- [WHAT YOU ARE ASKED TO DO] Return only the number of lines in the records below where the string "peak" shows up.

═══ DATASET CONTENT ═══

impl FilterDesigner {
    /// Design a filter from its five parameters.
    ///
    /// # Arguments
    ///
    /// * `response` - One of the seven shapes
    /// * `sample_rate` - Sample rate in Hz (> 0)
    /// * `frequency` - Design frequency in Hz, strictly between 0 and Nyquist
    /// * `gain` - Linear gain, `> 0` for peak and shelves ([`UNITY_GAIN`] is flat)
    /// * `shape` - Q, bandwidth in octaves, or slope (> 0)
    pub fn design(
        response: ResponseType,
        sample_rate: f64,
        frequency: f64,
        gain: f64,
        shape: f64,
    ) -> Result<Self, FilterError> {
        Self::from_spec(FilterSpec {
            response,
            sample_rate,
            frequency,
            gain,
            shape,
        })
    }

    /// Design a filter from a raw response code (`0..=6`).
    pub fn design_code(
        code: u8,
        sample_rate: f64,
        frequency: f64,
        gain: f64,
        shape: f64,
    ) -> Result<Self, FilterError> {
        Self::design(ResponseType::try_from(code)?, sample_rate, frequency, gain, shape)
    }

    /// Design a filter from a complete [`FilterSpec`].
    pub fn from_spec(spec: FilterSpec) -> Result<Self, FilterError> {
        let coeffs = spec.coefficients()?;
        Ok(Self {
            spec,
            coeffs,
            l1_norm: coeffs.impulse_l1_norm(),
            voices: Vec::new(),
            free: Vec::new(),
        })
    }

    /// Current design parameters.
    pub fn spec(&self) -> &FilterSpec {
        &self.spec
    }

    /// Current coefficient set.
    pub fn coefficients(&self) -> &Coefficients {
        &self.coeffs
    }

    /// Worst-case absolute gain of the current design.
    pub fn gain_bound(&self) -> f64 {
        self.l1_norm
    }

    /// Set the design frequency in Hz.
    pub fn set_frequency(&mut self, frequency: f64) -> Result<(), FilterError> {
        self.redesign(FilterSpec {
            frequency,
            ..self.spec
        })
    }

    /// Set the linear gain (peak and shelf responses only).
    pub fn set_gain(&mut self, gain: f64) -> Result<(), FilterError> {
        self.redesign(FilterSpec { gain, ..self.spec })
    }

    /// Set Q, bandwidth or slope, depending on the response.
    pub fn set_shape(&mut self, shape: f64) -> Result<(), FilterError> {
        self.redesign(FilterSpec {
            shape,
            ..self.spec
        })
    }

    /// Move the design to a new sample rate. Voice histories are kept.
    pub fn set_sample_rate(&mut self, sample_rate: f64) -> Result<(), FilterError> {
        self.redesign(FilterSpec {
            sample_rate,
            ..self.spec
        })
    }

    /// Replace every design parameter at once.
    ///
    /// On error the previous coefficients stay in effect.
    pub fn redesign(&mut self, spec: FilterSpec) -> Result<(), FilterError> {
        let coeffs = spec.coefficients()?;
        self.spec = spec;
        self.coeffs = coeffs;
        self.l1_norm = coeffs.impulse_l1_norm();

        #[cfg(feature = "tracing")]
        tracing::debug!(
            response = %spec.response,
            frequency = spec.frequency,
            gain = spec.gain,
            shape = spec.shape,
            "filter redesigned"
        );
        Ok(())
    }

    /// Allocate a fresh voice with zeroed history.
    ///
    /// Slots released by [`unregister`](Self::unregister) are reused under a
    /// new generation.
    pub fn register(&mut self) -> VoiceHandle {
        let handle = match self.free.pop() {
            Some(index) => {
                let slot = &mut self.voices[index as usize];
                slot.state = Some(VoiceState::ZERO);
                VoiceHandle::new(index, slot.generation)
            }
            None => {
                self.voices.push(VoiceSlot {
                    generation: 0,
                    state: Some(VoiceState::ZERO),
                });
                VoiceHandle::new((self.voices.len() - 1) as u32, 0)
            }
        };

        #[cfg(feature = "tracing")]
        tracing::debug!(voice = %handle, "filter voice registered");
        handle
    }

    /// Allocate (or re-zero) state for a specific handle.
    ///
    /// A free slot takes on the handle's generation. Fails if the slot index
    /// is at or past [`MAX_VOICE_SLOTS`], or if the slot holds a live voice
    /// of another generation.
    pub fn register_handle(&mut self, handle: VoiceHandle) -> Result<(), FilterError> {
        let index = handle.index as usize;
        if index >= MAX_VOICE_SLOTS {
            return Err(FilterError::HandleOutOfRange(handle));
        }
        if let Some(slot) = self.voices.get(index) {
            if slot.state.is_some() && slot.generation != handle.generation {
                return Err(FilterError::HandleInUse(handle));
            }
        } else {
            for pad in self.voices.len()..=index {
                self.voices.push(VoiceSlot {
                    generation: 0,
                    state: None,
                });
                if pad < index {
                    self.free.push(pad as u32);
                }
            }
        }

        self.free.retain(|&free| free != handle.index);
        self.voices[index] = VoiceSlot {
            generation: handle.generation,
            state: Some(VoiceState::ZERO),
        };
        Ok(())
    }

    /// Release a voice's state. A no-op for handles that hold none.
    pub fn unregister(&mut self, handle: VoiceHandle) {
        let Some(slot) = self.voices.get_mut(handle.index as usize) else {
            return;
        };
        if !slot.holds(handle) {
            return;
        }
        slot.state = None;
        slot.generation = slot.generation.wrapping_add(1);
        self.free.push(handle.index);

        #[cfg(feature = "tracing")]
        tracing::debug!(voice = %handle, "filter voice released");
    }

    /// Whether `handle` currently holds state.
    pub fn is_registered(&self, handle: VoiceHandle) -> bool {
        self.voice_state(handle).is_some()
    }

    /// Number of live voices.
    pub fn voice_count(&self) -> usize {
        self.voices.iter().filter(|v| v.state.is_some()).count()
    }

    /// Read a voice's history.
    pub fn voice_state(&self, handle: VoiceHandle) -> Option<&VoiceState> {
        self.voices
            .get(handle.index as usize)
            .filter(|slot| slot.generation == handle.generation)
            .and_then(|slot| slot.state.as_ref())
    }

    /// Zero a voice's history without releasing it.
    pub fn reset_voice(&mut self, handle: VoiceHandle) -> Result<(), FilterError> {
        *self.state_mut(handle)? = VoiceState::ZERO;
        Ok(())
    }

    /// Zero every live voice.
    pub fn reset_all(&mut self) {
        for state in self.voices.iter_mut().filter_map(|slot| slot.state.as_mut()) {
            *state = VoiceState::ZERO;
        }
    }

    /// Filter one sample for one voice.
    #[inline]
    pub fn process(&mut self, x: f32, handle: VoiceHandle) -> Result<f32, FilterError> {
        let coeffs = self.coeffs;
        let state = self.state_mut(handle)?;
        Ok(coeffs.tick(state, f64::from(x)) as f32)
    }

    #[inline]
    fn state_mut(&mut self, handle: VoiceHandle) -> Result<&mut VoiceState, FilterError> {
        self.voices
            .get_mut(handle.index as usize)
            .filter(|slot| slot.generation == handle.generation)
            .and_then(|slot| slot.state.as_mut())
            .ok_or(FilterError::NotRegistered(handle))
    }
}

═══

- [RESULT OF THE TASK] 2